▶ **Supplied information**:
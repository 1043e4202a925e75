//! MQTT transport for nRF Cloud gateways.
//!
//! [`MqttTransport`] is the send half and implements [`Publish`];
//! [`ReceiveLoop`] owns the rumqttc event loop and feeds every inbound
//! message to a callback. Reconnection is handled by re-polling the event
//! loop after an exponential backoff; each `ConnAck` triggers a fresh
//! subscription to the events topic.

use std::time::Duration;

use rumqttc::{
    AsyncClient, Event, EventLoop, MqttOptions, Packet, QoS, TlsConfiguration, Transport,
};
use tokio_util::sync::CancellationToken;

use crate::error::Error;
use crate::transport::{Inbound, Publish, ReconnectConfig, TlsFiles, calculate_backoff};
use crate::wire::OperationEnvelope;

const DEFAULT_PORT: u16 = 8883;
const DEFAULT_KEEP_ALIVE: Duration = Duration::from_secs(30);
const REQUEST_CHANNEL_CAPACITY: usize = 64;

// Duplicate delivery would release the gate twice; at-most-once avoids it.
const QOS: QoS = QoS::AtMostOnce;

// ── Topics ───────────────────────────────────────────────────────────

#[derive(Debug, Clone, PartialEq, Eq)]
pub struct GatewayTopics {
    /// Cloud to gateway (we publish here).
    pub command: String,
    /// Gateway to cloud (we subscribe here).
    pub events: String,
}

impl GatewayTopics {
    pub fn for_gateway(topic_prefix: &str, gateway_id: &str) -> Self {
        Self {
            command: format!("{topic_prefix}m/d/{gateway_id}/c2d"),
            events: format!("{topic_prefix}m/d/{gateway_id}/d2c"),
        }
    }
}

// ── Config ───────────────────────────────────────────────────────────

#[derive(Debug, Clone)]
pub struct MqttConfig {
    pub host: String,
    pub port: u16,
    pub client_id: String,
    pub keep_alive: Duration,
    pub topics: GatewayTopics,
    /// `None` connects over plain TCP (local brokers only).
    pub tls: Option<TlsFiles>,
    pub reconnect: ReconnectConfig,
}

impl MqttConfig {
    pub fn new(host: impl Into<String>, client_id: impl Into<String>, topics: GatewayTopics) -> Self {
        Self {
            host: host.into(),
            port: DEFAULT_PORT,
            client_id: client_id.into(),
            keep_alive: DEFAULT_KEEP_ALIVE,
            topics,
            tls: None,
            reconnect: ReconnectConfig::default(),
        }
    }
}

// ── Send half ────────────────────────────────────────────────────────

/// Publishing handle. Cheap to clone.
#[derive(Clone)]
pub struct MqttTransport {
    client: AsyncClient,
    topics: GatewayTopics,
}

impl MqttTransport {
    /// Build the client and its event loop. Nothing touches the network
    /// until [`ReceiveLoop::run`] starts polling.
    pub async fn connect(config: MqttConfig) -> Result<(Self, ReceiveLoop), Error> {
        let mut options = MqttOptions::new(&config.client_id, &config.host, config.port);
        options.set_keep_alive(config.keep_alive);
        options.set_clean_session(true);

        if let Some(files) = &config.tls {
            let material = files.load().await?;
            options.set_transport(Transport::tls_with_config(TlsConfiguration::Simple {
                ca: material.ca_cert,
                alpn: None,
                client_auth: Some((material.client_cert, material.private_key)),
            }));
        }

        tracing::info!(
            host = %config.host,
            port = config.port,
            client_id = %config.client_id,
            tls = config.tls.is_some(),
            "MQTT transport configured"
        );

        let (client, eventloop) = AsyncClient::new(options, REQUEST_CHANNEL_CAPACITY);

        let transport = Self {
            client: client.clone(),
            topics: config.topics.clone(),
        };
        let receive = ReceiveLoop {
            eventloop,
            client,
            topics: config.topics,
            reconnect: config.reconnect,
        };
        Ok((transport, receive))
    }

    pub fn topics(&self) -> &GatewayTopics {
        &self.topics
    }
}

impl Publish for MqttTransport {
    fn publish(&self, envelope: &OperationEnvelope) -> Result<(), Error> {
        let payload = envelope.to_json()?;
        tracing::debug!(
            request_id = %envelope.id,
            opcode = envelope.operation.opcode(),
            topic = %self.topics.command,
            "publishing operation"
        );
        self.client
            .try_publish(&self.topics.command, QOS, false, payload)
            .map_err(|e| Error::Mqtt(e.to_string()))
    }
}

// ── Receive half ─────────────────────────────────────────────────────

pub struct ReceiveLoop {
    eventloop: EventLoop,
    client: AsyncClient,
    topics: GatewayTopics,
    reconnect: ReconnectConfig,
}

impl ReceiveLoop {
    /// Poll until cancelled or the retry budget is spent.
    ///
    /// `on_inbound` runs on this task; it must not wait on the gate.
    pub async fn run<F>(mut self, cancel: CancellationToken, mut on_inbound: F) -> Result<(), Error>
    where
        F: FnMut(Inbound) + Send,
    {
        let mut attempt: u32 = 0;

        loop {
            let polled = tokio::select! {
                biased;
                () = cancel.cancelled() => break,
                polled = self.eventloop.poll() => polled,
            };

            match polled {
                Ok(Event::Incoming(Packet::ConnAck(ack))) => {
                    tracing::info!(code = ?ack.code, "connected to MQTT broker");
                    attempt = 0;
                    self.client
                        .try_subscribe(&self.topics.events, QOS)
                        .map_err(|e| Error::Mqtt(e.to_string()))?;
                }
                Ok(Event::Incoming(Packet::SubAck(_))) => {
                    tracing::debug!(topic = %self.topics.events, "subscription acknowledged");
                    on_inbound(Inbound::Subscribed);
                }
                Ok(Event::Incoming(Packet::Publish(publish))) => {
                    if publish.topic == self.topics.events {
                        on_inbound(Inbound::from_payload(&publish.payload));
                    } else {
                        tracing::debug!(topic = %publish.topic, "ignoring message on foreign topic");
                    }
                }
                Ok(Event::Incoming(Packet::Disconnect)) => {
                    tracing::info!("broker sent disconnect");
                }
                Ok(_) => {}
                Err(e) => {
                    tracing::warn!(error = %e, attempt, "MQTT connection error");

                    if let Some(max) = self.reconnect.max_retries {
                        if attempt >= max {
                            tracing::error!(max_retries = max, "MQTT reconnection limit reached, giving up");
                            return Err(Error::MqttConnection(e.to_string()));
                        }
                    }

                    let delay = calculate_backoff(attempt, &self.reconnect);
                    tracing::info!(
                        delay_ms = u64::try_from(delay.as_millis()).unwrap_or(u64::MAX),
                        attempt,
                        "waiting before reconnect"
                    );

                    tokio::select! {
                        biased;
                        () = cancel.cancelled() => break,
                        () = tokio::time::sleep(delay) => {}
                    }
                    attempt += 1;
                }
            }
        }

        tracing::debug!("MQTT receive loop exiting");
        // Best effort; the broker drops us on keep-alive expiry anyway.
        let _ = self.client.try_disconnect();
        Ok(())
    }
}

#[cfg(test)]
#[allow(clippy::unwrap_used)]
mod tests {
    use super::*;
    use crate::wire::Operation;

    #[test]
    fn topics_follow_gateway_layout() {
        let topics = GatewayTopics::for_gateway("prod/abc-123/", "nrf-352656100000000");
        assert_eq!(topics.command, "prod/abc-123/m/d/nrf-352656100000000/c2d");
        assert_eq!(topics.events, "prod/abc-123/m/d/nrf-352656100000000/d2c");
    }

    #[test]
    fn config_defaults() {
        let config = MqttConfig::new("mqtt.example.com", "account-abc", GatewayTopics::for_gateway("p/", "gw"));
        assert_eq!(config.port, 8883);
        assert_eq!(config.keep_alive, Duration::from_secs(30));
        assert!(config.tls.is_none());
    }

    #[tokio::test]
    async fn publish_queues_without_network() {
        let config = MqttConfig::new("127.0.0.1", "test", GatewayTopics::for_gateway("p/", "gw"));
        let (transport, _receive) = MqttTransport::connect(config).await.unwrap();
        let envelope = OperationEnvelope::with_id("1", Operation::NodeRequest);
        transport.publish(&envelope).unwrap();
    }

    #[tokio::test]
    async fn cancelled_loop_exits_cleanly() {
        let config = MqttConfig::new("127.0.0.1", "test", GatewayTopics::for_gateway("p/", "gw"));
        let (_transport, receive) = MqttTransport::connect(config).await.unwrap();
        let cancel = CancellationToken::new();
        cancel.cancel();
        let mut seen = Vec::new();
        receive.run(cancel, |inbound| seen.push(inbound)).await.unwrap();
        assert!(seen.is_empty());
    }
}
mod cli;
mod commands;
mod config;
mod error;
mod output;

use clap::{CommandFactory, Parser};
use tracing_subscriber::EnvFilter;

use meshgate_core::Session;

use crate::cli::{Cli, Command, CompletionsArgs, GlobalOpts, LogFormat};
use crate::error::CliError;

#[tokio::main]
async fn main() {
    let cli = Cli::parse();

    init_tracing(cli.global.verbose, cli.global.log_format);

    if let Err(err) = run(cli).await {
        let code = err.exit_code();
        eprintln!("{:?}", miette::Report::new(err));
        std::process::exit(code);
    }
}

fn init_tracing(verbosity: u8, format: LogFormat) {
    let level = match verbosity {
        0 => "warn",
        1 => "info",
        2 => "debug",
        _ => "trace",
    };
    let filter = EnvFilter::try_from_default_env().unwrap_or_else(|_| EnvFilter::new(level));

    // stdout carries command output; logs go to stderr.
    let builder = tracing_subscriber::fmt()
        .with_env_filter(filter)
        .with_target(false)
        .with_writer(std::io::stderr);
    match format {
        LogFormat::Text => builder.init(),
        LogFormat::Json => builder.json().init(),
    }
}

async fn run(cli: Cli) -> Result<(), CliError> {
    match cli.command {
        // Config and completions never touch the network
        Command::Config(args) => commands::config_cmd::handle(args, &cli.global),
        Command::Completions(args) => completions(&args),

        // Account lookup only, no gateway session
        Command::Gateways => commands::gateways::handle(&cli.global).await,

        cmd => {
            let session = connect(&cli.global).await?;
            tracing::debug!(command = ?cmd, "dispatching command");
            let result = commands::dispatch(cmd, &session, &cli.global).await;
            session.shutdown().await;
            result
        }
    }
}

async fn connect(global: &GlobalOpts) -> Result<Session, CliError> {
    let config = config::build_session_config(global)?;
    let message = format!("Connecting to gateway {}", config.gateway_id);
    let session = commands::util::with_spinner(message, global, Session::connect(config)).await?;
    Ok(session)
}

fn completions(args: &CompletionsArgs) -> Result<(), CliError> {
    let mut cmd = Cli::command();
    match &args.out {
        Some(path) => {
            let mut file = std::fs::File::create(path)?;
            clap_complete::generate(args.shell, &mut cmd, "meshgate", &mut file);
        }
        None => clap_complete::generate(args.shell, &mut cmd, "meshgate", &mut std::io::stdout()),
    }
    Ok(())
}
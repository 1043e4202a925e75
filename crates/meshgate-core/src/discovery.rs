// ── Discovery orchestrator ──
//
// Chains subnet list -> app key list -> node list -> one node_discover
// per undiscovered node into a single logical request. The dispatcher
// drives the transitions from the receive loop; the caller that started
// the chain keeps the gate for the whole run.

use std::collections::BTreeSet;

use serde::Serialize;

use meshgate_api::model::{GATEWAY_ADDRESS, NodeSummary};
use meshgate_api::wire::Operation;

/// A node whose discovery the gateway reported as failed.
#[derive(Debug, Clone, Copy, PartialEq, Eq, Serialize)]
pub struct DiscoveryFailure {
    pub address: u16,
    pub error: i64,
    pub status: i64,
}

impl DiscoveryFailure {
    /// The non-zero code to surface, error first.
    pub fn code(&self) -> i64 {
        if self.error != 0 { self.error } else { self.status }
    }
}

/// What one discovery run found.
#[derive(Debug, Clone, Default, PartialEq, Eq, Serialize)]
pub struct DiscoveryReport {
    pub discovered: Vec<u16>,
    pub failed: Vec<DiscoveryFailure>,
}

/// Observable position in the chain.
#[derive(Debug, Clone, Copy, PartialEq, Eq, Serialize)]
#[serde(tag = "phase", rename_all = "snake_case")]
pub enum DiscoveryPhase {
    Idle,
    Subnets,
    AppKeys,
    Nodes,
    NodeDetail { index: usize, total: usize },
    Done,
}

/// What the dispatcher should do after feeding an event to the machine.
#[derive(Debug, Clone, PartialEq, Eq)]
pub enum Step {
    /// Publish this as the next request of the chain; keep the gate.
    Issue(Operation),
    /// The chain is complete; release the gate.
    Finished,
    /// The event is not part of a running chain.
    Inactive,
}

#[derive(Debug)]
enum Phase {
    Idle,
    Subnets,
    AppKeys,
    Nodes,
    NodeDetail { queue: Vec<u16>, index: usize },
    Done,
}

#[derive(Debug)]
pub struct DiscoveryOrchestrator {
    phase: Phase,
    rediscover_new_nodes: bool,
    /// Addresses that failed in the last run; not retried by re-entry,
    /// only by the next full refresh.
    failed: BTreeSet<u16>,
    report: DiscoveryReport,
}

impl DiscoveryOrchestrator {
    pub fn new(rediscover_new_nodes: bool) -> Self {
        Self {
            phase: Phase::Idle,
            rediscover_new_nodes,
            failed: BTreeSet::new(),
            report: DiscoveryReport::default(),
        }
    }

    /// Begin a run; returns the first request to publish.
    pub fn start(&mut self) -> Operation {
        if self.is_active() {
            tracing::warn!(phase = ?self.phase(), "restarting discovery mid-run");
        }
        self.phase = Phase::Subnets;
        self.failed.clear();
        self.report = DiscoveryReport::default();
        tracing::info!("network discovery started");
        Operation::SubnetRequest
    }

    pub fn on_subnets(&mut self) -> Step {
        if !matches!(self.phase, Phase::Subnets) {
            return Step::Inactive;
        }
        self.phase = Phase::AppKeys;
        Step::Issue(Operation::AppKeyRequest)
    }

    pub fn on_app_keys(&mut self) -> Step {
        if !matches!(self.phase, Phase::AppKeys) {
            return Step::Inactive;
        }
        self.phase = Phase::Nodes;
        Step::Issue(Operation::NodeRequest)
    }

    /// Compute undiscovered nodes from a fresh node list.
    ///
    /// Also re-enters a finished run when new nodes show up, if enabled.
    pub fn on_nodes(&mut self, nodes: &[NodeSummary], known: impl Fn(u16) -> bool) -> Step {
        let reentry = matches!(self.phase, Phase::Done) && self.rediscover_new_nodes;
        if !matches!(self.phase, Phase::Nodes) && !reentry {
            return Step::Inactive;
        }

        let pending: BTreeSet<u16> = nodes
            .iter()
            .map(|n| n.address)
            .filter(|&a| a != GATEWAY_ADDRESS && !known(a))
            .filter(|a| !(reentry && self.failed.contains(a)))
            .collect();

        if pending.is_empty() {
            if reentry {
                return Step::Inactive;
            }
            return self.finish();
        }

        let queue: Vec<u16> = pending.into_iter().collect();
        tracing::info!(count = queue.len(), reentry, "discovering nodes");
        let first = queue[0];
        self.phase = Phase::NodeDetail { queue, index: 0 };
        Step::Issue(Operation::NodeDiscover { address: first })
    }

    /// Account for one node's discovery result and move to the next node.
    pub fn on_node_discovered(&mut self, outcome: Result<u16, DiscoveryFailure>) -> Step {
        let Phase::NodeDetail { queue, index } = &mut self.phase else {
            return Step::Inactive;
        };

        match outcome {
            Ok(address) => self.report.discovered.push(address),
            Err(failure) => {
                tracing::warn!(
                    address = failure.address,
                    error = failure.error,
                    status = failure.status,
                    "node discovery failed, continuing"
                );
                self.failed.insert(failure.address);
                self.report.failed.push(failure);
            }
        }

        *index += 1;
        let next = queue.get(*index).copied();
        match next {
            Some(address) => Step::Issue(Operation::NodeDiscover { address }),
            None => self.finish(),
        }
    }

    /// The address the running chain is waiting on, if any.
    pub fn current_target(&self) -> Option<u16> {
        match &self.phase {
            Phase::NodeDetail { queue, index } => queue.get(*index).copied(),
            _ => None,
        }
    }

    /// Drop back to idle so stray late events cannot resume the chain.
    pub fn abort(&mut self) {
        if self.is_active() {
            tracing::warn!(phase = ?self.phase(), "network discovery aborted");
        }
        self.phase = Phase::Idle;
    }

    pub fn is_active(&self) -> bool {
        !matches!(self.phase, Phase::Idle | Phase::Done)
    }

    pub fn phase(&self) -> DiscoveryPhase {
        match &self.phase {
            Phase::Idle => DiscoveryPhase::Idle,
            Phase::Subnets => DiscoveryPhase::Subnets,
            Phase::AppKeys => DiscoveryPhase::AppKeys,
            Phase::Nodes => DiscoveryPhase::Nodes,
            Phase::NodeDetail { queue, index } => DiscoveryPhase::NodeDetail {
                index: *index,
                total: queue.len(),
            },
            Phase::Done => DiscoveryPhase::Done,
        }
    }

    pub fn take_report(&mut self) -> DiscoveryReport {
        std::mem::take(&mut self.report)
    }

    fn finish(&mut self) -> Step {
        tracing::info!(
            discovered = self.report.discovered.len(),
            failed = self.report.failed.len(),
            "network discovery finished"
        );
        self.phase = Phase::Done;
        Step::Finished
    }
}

▶ **Work request**:
Show every line above in which the word "after" is found.

▶ **Worked solution**:
//! loop after an exponential backoff; each `ConnAck` triggers a fresh
/// What the dispatcher should do after feeding an event to the machine.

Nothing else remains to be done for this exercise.